Skeletal muscle of patients with Duchenne's muscular dystrophy: evidence of a mitochondrial proteolytic factor responsible for calmitine deficiency.

We studied the effect of mitochondrial extracts of skeletal muscle obtained from patients with Duchenne's muscular dystrophy (DMD) on calmitine of the mitochondrial matrix isolated from skeletal muscle of control mice. Our results in vitro clearly show that calmitine of the mitochondrial matrix of control muscle was degraded in the presence of mitochondrial extracts of muscle from DMD patients. The diseased muscle apparently contains an abnormal calmitine-specific proteolytic factor responsible for the calmitine deficiency previously observed in this tissue.
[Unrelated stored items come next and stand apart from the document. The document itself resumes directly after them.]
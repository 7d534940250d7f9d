use serde::{Deserialize, Serialize};

use crate::error::{CarbonError, Result};

/// Menu label tier for a footprint.
#[derive(Debug, Clone, Copy, PartialEq, Eq, Hash, Serialize, Deserialize)]
#[serde(rename_all = "snake_case")]
pub enum CarbonLevel {
    UltraLow,
    Low,
    Medium,
    High,
}

impl CarbonLevel {
    pub fn name(&self) -> &'static str {
        match self {
            CarbonLevel::UltraLow => "ultra low",
            CarbonLevel::Low => "low",
            CarbonLevel::Medium => "medium",
            CarbonLevel::High => "high",
        }
    }
}

/// Upper bounds per tier, kg CO₂e.
#[derive(Debug, Clone, PartialEq, Serialize, Deserialize)]
pub struct LevelThresholds {
    pub ultra_low: f64,
    pub low: f64,
    pub medium: f64,
    pub high: f64,
}

impl Default for LevelThresholds {
    fn default() -> Self {
        Self {
            ultra_low: 0.5,
            low: 1.0,
            medium: 2.0,
            high: 999_999.0,
        }
    }
}

/// `#RRGGBB` label colour per tier.
#[derive(Debug, Clone, PartialEq, Serialize, Deserialize)]
pub struct LevelColors {
    pub ultra_low: String,
    pub low: String,
    pub medium: String,
    pub high: String,
}

impl Default for LevelColors {
    fn default() -> Self {
        Self {
            ultra_low: "#52c41a".to_string(),
            low: "#a0d911".to_string(),
            medium: "#faad14".to_string(),
            high: "#ff4d4f".to_string(),
        }
    }
}

#[derive(Debug, Clone, Default, PartialEq, Serialize, Deserialize)]
#[serde(default)]
pub struct CarbonLevelConfig {
    pub thresholds: LevelThresholds,
    pub colors: LevelColors,
}

fn is_hex_color(value: &str) -> bool {
    value.len() == 7
        && value.starts_with('#')
        && value[1..].chars().all(|c| c.is_ascii_hexdigit())
}

impl CarbonLevelConfig {
    /// Thresholds must be strictly increasing; colours must be `#RRGGBB`.
    pub fn validate(&self) -> Result<()> {
        let t = &self.thresholds;
        if !(t.ultra_low < t.low && t.low < t.medium && t.medium < t.high) {
            return Err(CarbonError::InvalidConfig(format!(
                "level thresholds must satisfy ultra_low < low < medium < high, got {} / {} / {} / {}",
                t.ultra_low, t.low, t.medium, t.high
            )));
        }

        let c = &self.colors;
        for (level, color) in [
            ("ultra_low", &c.ultra_low),
            ("low", &c.low),
            ("medium", &c.medium),
            ("high", &c.high),
        ] {
            if !is_hex_color(color) {
                return Err(CarbonError::InvalidConfig(format!(
                    "colour for {} must be #RRGGBB, got '{}'",
                    level, color
                )));
            }
        }

        Ok(())
    }

    /// Tier for a footprint. The medium bound is inclusive.
    pub fn determine(&self, carbon_footprint: f64) -> Result<CarbonLevel> {
        if !carbon_footprint.is_finite() || carbon_footprint < 0.0 {
            return Err(CarbonError::InvalidInput(format!(
                "carbon footprint must be a non-negative number, got {}",
                carbon_footprint
            )));
        }

        let t = &self.thresholds;
        Ok(if carbon_footprint < t.ultra_low {
            CarbonLevel::UltraLow
        } else if carbon_footprint < t.low {
            CarbonLevel::Low
        } else if carbon_footprint <= t.medium {
            CarbonLevel::Medium
        } else {
            CarbonLevel::High
        })
    }

    pub fn color(&self, level: CarbonLevel) -> &str {
        match level {
            CarbonLevel::UltraLow => &self.colors.ultra_low,
            CarbonLevel::Low => &self.colors.low,
            CarbonLevel::Medium => &self.colors.medium,
            CarbonLevel::High => &self.colors.high,
        }
    }
}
As calmitine binds calcium and probably plays a role in regulating the balance of bound and free calcium within mitochondria, a calmitine deficiency could result in an overload of mitochondrial free calcium. Certain enzymes involved in ATP synthesis would be inhibited, resulting in the muscular degeneration characteristic of this myopathy. Our results suggest the cause of mitochondrial calcium overload and the events leading to muscular degeneration in this disease model. Abnormal protease activity could be the factor triggering all of these processes in the DMD patient. These findings suggest that it may now feasible to search for an efficient pharmacologic treatment for DMD.